Legs and Feet: Primarily, what we are looking for here is stance. As often happens subconsciously, people will tend to blade themselves towards a perceived threat. Blading refers to a combat style stance, where the dominant foot is behind the non-dominant foot and about shoulder width apart. Blading also serves as a dual clue – most people carrying a concealed weapon will subconsciously blade the weapon side away from the threat, both to protect it and to conceal it.
In addition, a person in a bladed stance is typically over both legs.
Following the appearance-based approach to bladed stance detection, two additional schemes were investigated:
- Neural net classifier approach
- Body part angles and lengths approach
Neural Net Classifier Approach
The strategy was to fine-tune a pre-trained ResNet model. Such models are trained with square images but people are long rectangles, so pose estimatation was performed on each training image (producing keypoints), then each image was cropped to the hips on down to produce a rough square of interest for training purposes.
- Note: A bladed stance also requires the subject to be facing/looking at the observer. Face orientation analysis will be required after the stance component is resolved.
A dataset of 100 bladed stances and 100 relaxed/non-bladed stances was processed producing a model with 82.9% accuracy. In an attempt to increase classification accuracy, an additional 100 bladed and 100 relaxed stances were added to the training data. Accuracy unexpectedly decreased to <80% with the additional data.
Inspection of the incorrectly classified images revealed no particular/actionable pattern for the misclassifications.
Body Part Angles and Lengths Approach
In this approach, knee angles and feet placement in the 2D image were analysed to determine bladed stances. Results were 89% accuracy for bladed stances and 91% for relaxed stances.
Inspection of the incorrectly classified images revealed special cases, largely produced by camera angles, distances, and radial distortions that would lead to an undesirable and endless rabbit-hole of special-case logic in an attempt to increase detection accuracies.
The innate subtleties of bladed stance determinations plus the image variability due to camera angles, distances, and radial distortions make these classifications difficult.
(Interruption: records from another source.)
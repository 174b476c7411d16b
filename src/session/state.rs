use crate::distortion::CorrectionState;
use crate::types::{AspectRatioTarget, CaptureFormat, FovMode, LensIdentity, SessionPreset};
use serde::{Deserialize, Serialize};
use std::fmt;

/// Lifecycle of the hardware capture session.
#[derive(Debug, Clone, Copy, PartialEq, Eq, Serialize, Deserialize)]
#[serde(rename_all = "camelCase")]
pub enum SessionState {
    Idle,
    Configuring,
    Running,
    Reconfiguring,
    Stopped,
}

impl SessionState {
    pub fn as_str(&self) -> &'static str {
        match self {
            SessionState::Idle => "idle",
            SessionState::Configuring => "configuring",
            SessionState::Running => "running",
            SessionState::Reconfiguring => "reconfiguring",
            SessionState::Stopped => "stopped",
        }
    }
}

impl fmt::Display for SessionState {
    fn fmt(&self, f: &mut fmt::Formatter) -> fmt::Result {
        write!(f, "{}", self.as_str())
    }
}

/// The configuration currently committed to the hardware.
///
/// Owned by the controller and replaced wholesale after each successful
/// transaction; a failed transaction leaves the previous value in place.
#[derive(Debug, Clone, PartialEq)]
pub struct ActiveConfiguration {
    pub lens: LensIdentity,
    pub fov_mode: FovMode,
    pub aspect_target: AspectRatioTarget,
    pub selected_format: CaptureFormat,
    /// Rate requested from the selected format's range.
    pub frame_rate: f64,
    pub correction: CorrectionState,
    pub stabilization_off: bool,
    pub zoom_factor: f64,
    pub center_stage_active: bool,
    pub session_preset: SessionPreset,
    /// Set when selection had to drop a preference.
    pub selection_fallback: Option<String>,
    pub session_running: bool,
    pub is_recording: bool,
}

impl ActiveConfiguration {
    pub fn gdc_enabled(&self) -> bool {
        self.correction.enabled
    }

    pub fn gdc_supported(&self) -> bool {
        self.correction.applied
    }
}

/// A lens/FOV/aspect change. `None` keeps the current value.
#[derive(Debug, Clone, Copy, Default, PartialEq, Eq)]
pub struct ReconfigureRequest {
    pub lens: Option<LensIdentity>,
    pub fov_mode: Option<FovMode>,
    pub aspect: Option<AspectRatioTarget>,
}

impl ReconfigureRequest {
    pub fn lens(lens: LensIdentity) -> Self {
        Self {
            lens: Some(lens),
            ..Self::default()
        }
    }

    pub fn fov_mode(mode: FovMode) -> Self {
        Self {
            fov_mode: Some(mode),
            ..Self::default()
        }
    }

    pub fn aspect(aspect: AspectRatioTarget) -> Self {
        Self {
            aspect: Some(aspect),
            ..Self::default()
        }
    }

    pub fn is_empty(&self) -> bool {
        self.lens.is_none() && self.fov_mode.is_none() && self.aspect.is_none()
    }
}
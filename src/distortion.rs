//! Distortion-correction and anti-crop policy.

use crate::errors::CaptureError;
use crate::platform::SessionBackend;
use crate::session::ConfigurationTransaction;
use crate::types::FovMode;
use serde::{Deserialize, Serialize};

/// Zoom factor that shows the full sensor readout.
pub const UNCROPPED_ZOOM: f64 = 1.0;

/// Distortion-correction decision for one mode on one device.
///
/// `enabled` is the value the engine wants; `applied` says whether that
/// value is actually pushed to the hardware, which only happens when the
/// device supports correction at all.
#[derive(Debug, Clone, Copy, PartialEq, Eq, Serialize, Deserialize)]
pub struct CorrectionState {
    pub enabled: bool,
    pub applied: bool,
}

impl CorrectionState {
    /// Overlay text: "On", "Off" or "N/A" when the device has no GDC.
    pub fn label(&self) -> &'static str {
        match (self.applied, self.enabled) {
            (false, _) => "N/A",
            (true, true) => "On",
            (true, false) => "Off",
        }
    }
}

pub struct DistortionPolicy;

impl DistortionPolicy {
    pub fn correction_state(mode: FovMode, device_supports_correction: bool) -> CorrectionState {
        CorrectionState {
            enabled: mode == FovMode::Standard && device_supports_correction,
            applied: device_supports_correction,
        }
    }

    /// Stage the correction decision. Unsupported devices are left alone.
    pub fn apply<B: SessionBackend + ?Sized>(
        tx: &mut ConfigurationTransaction<'_, B>,
        state: CorrectionState,
    ) -> Result<(), CaptureError> {
        if state.applied {
            tx.set_distortion_correction(state.enabled)?;
        }
        Ok(())
    }
}

/// What `disable_all_cropping_features` changed.
#[derive(Debug, Clone, Copy, PartialEq)]
pub struct CroppingOutcome {
    pub center_stage_disabled: bool,
    pub zoom_factor: f64,
}

/// Turn off every feature that narrows the captured angle: auto-framing if
/// it is currently active, and any zoom. Independent of GDC support.
/// Only used when entering maximized FOV.
pub fn disable_all_cropping_features<B: SessionBackend + ?Sized>(
    tx: &mut ConfigurationTransaction<'_, B>,
) -> Result<CroppingOutcome, CaptureError> {
    let center_stage_active = tx.backend().live_readings().center_stage_active;
    if center_stage_active {
        log::info!("Disabling Center Stage for maximized FOV");
        tx.set_center_stage(false)?;
    }
    tx.set_zoom_factor(UNCROPPED_ZOOM)?;
    Ok(CroppingOutcome {
        center_stage_disabled: center_stage_active,
        zoom_factor: UNCROPPED_ZOOM,
    })
}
The appearance-based, classifier, and body part angles/lengths approaches are fragile in their current states.
In light of the working list of gross body analysis pre-assaultive cues summarized below, taking a case-by-case approach to each queue based only off of a camera-distorted, pose-estimated 2D image seems onerous.
- Body motion (bouncing, pacing, drawing a weapon, etc) - 9 cues
- Posture (bladed stance, hands at waist, tense shoulders, etc) - 6 cues
- Hands (fist clenching, high hands, nervous hands) - 3 cues
A better approach might be to have a non-camera dependent, internal, human-body-mechanics-restricted model for each subject in the scene, updated with pose-estimation results, which can then be analyzed for the 18 cues.
This approach is also more similar to how a person (easily) makes such determinations, which, rely on a very accurate, internal 3D conceptual model of people and how they move and pose.